There Spies trained with Johannes Schreyer and Oskar von Riesemann. He studied at the Berlin Hochschule für Musik under Engelbert Humperdinck and Robert Kahn from 1916 to 1917.

In his early career Spies worked as a repetiteur in various German theatres and for Universum Film AG. During the late 1920s, he became involved with Hanns Eisler's circle and the workers' choral movement, for which he composed several choral works. He was the ballet conductor of the Berlin State Opera from 1928 to 1935 and the Deutsche Opernhaus from 1935 to 1944, when the country was ruled by the Nazi Party.

After the war, Spies served as director of studies and conductor at the Komische Oper from 1947 to 1954. During this period of the divided Germany, the opera was located within East Germany (German Democratic Republic).

==His music==
Spies was influenced by Russian romanticism and the works of Janáček in his own compositions. He composed in virtually all the classical genres: ballets, concertos, symphonies, chamber music, piano sonatas, lieder, and choral music. His principal ballet works are Apollo und Daphne (1936), Der Stralauer Fischzug (1936), Seefahrt (1937), Die Sonne lacht (1942), Pastorale (1943), Die Liebenden von Verona (1944), and Don Quijote (1944).

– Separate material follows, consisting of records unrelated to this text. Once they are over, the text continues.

// tests/phase_runner.rs

use std::error::Error;
use std::sync::Arc;
use std::time::Duration;

use tokio::time::Instant;

use nightcheck::engine::{Phase, PhaseRunner, RunnerSettings};
use nightcheck::errors::NightcheckError;
use nightcheck::exec::Collaborators;
use nightcheck::nodes::{NodeNaming, NodePool, NodeState};
use nightcheck::types::{PowerMode, Reason};
use nightcheck_test_utils::fake_testbed::{Call, FakeTestbed, Misbehaviour};
use nightcheck_test_utils::{init_tracing, with_timeout};

type TestResult = Result<(), Box<dyn Error>>;

fn settings() -> RunnerSettings {
    RunnerSettings {
        bandwidth: 50,
        ssh_backoff: Duration::from_millis(100),
        power_check_delay: Duration::from_millis(10),
        status_timeout: Duration::from_millis(100),
    }
}

fn runner(testbed: &Arc<FakeTestbed>) -> PhaseRunner {
    PhaseRunner::new(Collaborators::from_shared(Arc::clone(testbed)), settings())
}

fn pool(ids: &[u32]) -> NodePool {
    NodePool::new(ids.iter().copied().collect(), NodeNaming::default())
}

#[tokio::test(start_paused = true)]
async fn failures_exclude_nodes_after_fan_in() -> TestResult {
    init_tracing();
    let testbed = Arc::new(
        FakeTestbed::leased_to("nightly")
            .power(1, PowerMode::On, Misbehaviour::Fail)
            .power(3, PowerMode::On, Misbehaviour::Hang),
    );
    let mut pool = pool(&[1, 2, 3]);

    let summary = with_timeout(
        runner(&testbed).run_phase(&mut pool, &Phase::power(PowerMode::On, Duration::from_secs(1))),
    )
    .await?;

    assert_eq!(summary.dispatched, vec![1, 2, 3]);
    assert_eq!(
        summary.excluded,
        vec![(1, Reason::WontTurnOn), (3, Reason::WontTurnOn)]
    );
    assert_eq!(summary.survivors(), 1);
    assert_eq!(pool.active().to_vec(), vec![2]);
    assert_eq!(pool.state_of(3), Some(NodeState::Excluded(Reason::WontTurnOn)));

    let notified: Vec<_> = testbed
        .calls()
        .into_iter()
        .filter(|c| matches!(c, Call::SetAttribute { .. }))
        .collect();
    assert_eq!(notified.len(), 2);
    Ok(())
}

#[tokio::test(start_paused = true)]
async fn empty_pool_skips_the_phase() -> TestResult {
    init_tracing();
    let testbed = Arc::new(FakeTestbed::leased_to("nightly"));
    let mut pool = pool(&[1]);
    pool.exclude(1, Reason::WontSsh);

    let summary = runner(&testbed)
        .run_phase(&mut pool, &Phase::power(PowerMode::Off, Duration::from_secs(1)))
        .await?;

    assert!(summary.dispatched.is_empty());
    assert!(testbed.calls().is_empty());
    Ok(())
}

#[tokio::test(start_paused = true)]
async fn intolerant_phase_aborts_on_node_failure() -> TestResult {
    init_tracing();
    let testbed = Arc::new(
        FakeTestbed::leased_to("nightly").power(2, PowerMode::Reset, Misbehaviour::Fail),
    );
    let mut pool = pool(&[1, 2]);
    let mut phase = Phase::power(PowerMode::Reset, Duration::from_secs(1));
    phase.per_node = false;

    let result = runner(&testbed).run_phase(&mut pool, &phase).await;

    match result {
        Err(NightcheckError::PhaseAborted { phase, excluded }) => {
            assert_eq!(phase, "power-reset");
            assert_eq!(excluded, 1);
        }
        other => panic!("expected PhaseAborted, got {other:?}"),
    }
    Ok(())
}

#[tokio::test(start_paused = true)]
async fn status_failures_are_only_logged() -> TestResult {
    init_tracing();
    let testbed = Arc::new(
        FakeTestbed::leased_to("nightly")
            .probe(1, Misbehaviour::Fail)
            .status_fails(),
    );
    let mut pool = pool(&[1, 2]);
    let image = nightcheck::fs::ResolvedImage {
        name: "u18".to_string(),
        path: Some("/images/u18.ndz".into()),
        markers: vec!["u18".to_string()],
    };

    let summary = runner(&testbed)
        .run_phase(&mut pool, &Phase::wait_reachable(&image, Duration::from_secs(1)))
        .await?;

    assert_eq!(summary.excluded, vec![(1, Reason::WontSsh)]);
    Ok(())
}

#[tokio::test(start_paused = true)]
async fn status_notifications_share_one_timeout() -> TestResult {
    init_tracing();
    let testbed = Arc::new(
        FakeTestbed::leased_to("nightly")
            .power(1, PowerMode::Off, Misbehaviour::Fail)
            .power(2, PowerMode::Off, Misbehaviour::Fail)
            .power(3, PowerMode::Off, Misbehaviour::Fail)
            .status_hangs(),
    );
    let mut pool = pool(&[1, 2, 3, 4]);
    let started = Instant::now();

    let summary = with_timeout(
        runner(&testbed).run_phase(&mut pool, &Phase::power(PowerMode::Off, Duration::from_secs(1))),
    )
    .await?;

    assert_eq!(summary.survivors(), 1);
    // One status timeout for the whole phase, not one per excluded node.
    let elapsed = started.elapsed();
    assert!(elapsed < Duration::from_millis(200), "took {elapsed:?}");

    let notified: Vec<_> = testbed
        .calls()
        .into_iter()
        .filter_map(|c| match c {
            Call::SetAttribute { node, .. } => Some(node),
            _ => None,
        })
        .collect();
    assert_eq!(notified.len(), 3);
    Ok(())
}
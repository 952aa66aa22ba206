// src/logging.rs

//! Logging setup for `nightcheck` using `tracing` + `tracing-subscriber`.
//!
//! Priority for determining the log level:
//! 1. `--log-level` CLI flag (if provided)
//! 2. `NIGHTCHECK_LOG` environment variable (e.g. "info", "debug")
//! 3. default to `info`
//!
//! Logs are sent to STDERR; the run is unattended (cron) and the mail summary
//! is the user-facing output, so stderr is what ends up in the cron log.

use anyhow::Result;
use tracing_subscriber::fmt;

use crate::cli::LogLevel;

/// Initialise global logging subscriber.
///
/// Safe to call once at startup.
pub fn init_logging(cli_level: Option<LogLevel>) -> Result<()> {
    let level = match cli_level {
        Some(lvl) => level_from_log_level(lvl),
        None => std::env::var("NIGHTCHECK_LOG")
            .ok()
            .and_then(|s| parse_level_str(&s))
            .unwrap_or(tracing::Level::INFO),
    };

    // No terminal when running from cron: keep the output plain.
    fmt()
        .with_max_level(level)
        .with_target(true)
        .with_ansi(false)
        .with_thread_ids(false)
        .with_thread_names(false)
        .with_writer(std::io::stderr)
        .init();

    Ok(())
}

fn level_from_log_level(lvl: LogLevel) -> tracing::Level {
    match lvl {
        LogLevel::Error => tracing::Level::ERROR,
        LogLevel::Warn => tracing::Level::WARN,
        LogLevel::Info => tracing::Level::INFO,
        LogLevel::Debug => tracing::Level::DEBUG,
        LogLevel::Trace => tracing::Level::TRACE,
    }
}

fn parse_level_str(s: &str) -> Option<tracing::Level> {
    match s.trim().to_lowercase().as_str() {
        "error" => Some(tracing::Level::ERROR),
        "warn" | "warning" => Some(tracing::Level::WARN),
        "info" => Some(tracing::Level::INFO),
        "debug" => Some(tracing::Level::DEBUG),
        "trace" => Some(tracing::Level::TRACE),
        _ => None,
    }
}

#[cfg(test)]
mod tests {
    use super::*;

    #[test]
    fn level_strings_are_case_insensitive() {
        assert_eq!(parse_level_str(" DEBUG "), Some(tracing::Level::DEBUG));
        assert_eq!(parse_level_str("warning"), Some(tracing::Level::WARN));
        assert_eq!(parse_level_str("loud"), None);
    }
}
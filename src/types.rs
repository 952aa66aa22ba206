use std::fmt;
use std::str::FromStr;

use serde::Deserialize;

/// Numeric node identifier (`fit07` is node 7).
pub type NodeId = u32;

/// Why a node was excluded from the rest of a run.
///
/// The discriminants are the ordinals used for report grouping: they are
/// contiguous per report column and must never be reordered.
#[derive(Debug, Clone, Copy, PartialEq, Eq, PartialOrd, Ord, Hash)]
pub enum Reason {
    WontTurnOn = 1,
    WontTurnOff = 2,
    WontReset = 3,
    WontSsh = 4,
    CantCheckImage = 5,
    DidNotLoad = 6,
}

impl Reason {
    pub const ALL: [Reason; 6] = [
        Reason::WontTurnOn,
        Reason::WontTurnOff,
        Reason::WontReset,
        Reason::WontSsh,
        Reason::CantCheckImage,
        Reason::DidNotLoad,
    ];

    pub fn ordinal(self) -> u8 {
        self as u8
    }

    /// The single place where reasons are grouped into report columns.
    pub fn report_column(self) -> ReportColumn {
        match self {
            Reason::WontTurnOn | Reason::WontTurnOff | Reason::WontReset => ReportColumn::Power,
            Reason::WontSsh | Reason::CantCheckImage => ReportColumn::Load,
            Reason::DidNotLoad => ReportColumn::Image,
        }
    }

    /// Column index (0, 1 or 2) in the outgoing mail.
    pub fn mail_column(self) -> usize {
        self.report_column().index()
    }

    pub fn as_str(self) -> &'static str {
        match self {
            Reason::WontTurnOn => "WONT_TURN_ON",
            Reason::WontTurnOff => "WONT_TURN_OFF",
            Reason::WontReset => "WONT_RESET",
            Reason::WontSsh => "WONT_SSH",
            Reason::CantCheckImage => "CANT_CHECK_IMAGE",
            Reason::DidNotLoad => "DID_NOT_LOAD",
        }
    }
}

impl fmt::Display for Reason {
    fn fmt(&self, f: &mut fmt::Formatter<'_>) -> fmt::Result {
        f.write_str(self.as_str())
    }
}

/// The three columns of the summary report, left to right.
#[derive(Debug, Clone, Copy, PartialEq, Eq, PartialOrd, Ord, Hash)]
pub enum ReportColumn {
    /// Power cycling (on / reset / off).
    Power,
    /// Image load, observed through ssh reachability.
    Load,
    /// Image correctness (the "zombie" column: node up with a stale image).
    Image,
}

impl ReportColumn {
    pub const ALL: [ReportColumn; 3] = [ReportColumn::Power, ReportColumn::Load, ReportColumn::Image];

    pub fn index(self) -> usize {
        match self {
            ReportColumn::Power => 0,
            ReportColumn::Load => 1,
            ReportColumn::Image => 2,
        }
    }

    pub fn title(self) -> &'static str {
        match self {
            ReportColumn::Power => "start",
            ReportColumn::Load => "load",
            ReportColumn::Image => "zombie",
        }
    }
}

/// Power action sent to a node's control board.
#[derive(Debug, Clone, Copy, PartialEq, Eq, Hash)]
pub enum PowerMode {
    On,
    Reset,
    Off,
}

impl PowerMode {
    pub fn as_str(self) -> &'static str {
        match self {
            PowerMode::On => "on",
            PowerMode::Reset => "reset",
            PowerMode::Off => "off",
        }
    }

    /// Reason recorded when a node does not honour this action.
    pub fn failure_reason(self) -> Reason {
        match self {
            PowerMode::On => Reason::WontTurnOn,
            PowerMode::Reset => Reason::WontReset,
            PowerMode::Off => Reason::WontTurnOff,
        }
    }

    /// Whether the node is expected to be powered once the action is done.
    pub fn expects_powered(self) -> bool {
        !matches!(self, PowerMode::Off)
    }
}

impl fmt::Display for PowerMode {
    fn fmt(&self, f: &mut fmt::Formatter<'_>) -> fmt::Result {
        f.write_str(self.as_str())
    }
}

impl FromStr for PowerMode {
    type Err = String;

    fn from_str(s: &str) -> Result<Self, Self::Err> {
        match s.trim().to_lowercase().as_str() {
            "on" => Ok(PowerMode::On),
            "reset" => Ok(PowerMode::Reset),
            "off" => Ok(PowerMode::Off),
            other => Err(format!(
                "invalid power mode: {other} (expected \"on\", \"reset\" or \"off\")"
            )),
        }
    }
}

/// Who holds the testbed lease right now.
#[derive(Debug, Clone, PartialEq, Eq)]
pub enum LeaseOwner {
    /// No lease is active.
    Nobody,
    /// The active lease belongs to our designated principal.
    Us,
    /// Somebody else holds the testbed; carries their principal.
    Other(String),
}

/// How per-node failures affect the overall run status.
///
/// - `Succeed`: a run that went through all phases is a success, whatever
///   ended up in the failure map (default, matches historical behaviour).
/// - `Fail`: a run with at least one excluded node reports failure.
#[derive(Debug, Clone, Copy, PartialEq, Eq, Deserialize)]
#[serde(rename_all = "lowercase")]
pub enum NodeFailurePolicy {
    Succeed,
    Fail,
}

impl Default for NodeFailurePolicy {
    fn default() -> Self {
        NodeFailurePolicy::Succeed
    }
}

impl FromStr for NodeFailurePolicy {
    type Err = String;

    fn from_str(s: &str) -> Result<Self, Self::Err> {
        match s.trim().to_lowercase().as_str() {
            "succeed" => Ok(NodeFailurePolicy::Succeed),
            "fail" => Ok(NodeFailurePolicy::Fail),
            other => Err(format!(
                "invalid on_node_failure: {other} (expected \"succeed\" or \"fail\")"
            )),
        }
    }
}
// src/report/builder.rs

//! Column-categorised failure report.

use crate::nodes::FailureMap;
use crate::types::{NodeId, Reason, ReportColumn};

/// Colour of one cell in the 3-column layout.
#[derive(Debug, Clone, Copy, PartialEq, Eq)]
pub enum Cell {
    /// Check passed (or was passed before the failing one).
    Green,
    /// The check the node failed.
    Red,
    /// Never reached: the node was excluded earlier.
    Gray,
}

/// Cells for a node whose failure lands in `failed` (or `None` if clear).
pub fn cells_for(failed: Option<ReportColumn>) -> [Cell; 3] {
    let mut cells = [Cell::Green; 3];
    if let Some(failed) = failed {
        for column in ReportColumn::ALL {
            cells[column.index()] = match column.cmp(&failed) {
                std::cmp::Ordering::Less => Cell::Green,
                std::cmp::Ordering::Equal => Cell::Red,
                std::cmp::Ordering::Greater => Cell::Gray,
            };
        }
    }
    cells
}

#[derive(Debug, Clone, PartialEq, Eq)]
pub struct ReportRow {
    pub node: NodeId,
    pub reason: Option<Reason>,
    pub cells: [Cell; 3],
}

impl ReportRow {
    pub fn is_clear(&self) -> bool {
        self.reason.is_none()
    }
}

/// Final outcome of a run: one row per node of the original selection.
#[derive(Debug, Clone, PartialEq, Eq)]
pub struct Report {
    rows: Vec<ReportRow>,
}

impl Report {
    /// Build the report from the original node list and the failure map.
    ///
    /// Failures for nodes outside `original` are ignored.
    pub fn build(original: &[NodeId], failures: &FailureMap) -> Self {
        let rows = original
            .iter()
            .map(|&node| {
                let reason = failures.get(node);
                ReportRow {
                    node,
                    reason,
                    cells: cells_for(reason.map(Reason::report_column)),
                }
            })
            .collect();
        Self { rows }
    }

    pub fn rows(&self) -> &[ReportRow] {
        &self.rows
    }

    pub fn row(&self, node: NodeId) -> Option<&ReportRow> {
        self.rows.iter().find(|r| r.node == node)
    }

    pub fn failed_rows(&self) -> impl Iterator<Item = &ReportRow> {
        self.rows.iter().filter(|r| !r.is_clear())
    }

    pub fn node_count(&self) -> usize {
        self.rows.len()
    }

    pub fn issue_count(&self) -> usize {
        self.failed_rows().count()
    }

    pub fn all_clear(&self) -> bool {
        self.issue_count() == 0
    }
}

He also composed incidental music for plays, including the 1946 Berlin production of Zum goldenen Anker (the German language adaptation of Marcel Pagnol's Trilogie marseillaise).

In 1956 Spies was awarded the National Prize of the German Democratic Republic (East Germany). He died in Ahrenshoop shortly before his 65th birthday and is buried in the Dorotheenstadt cemetery.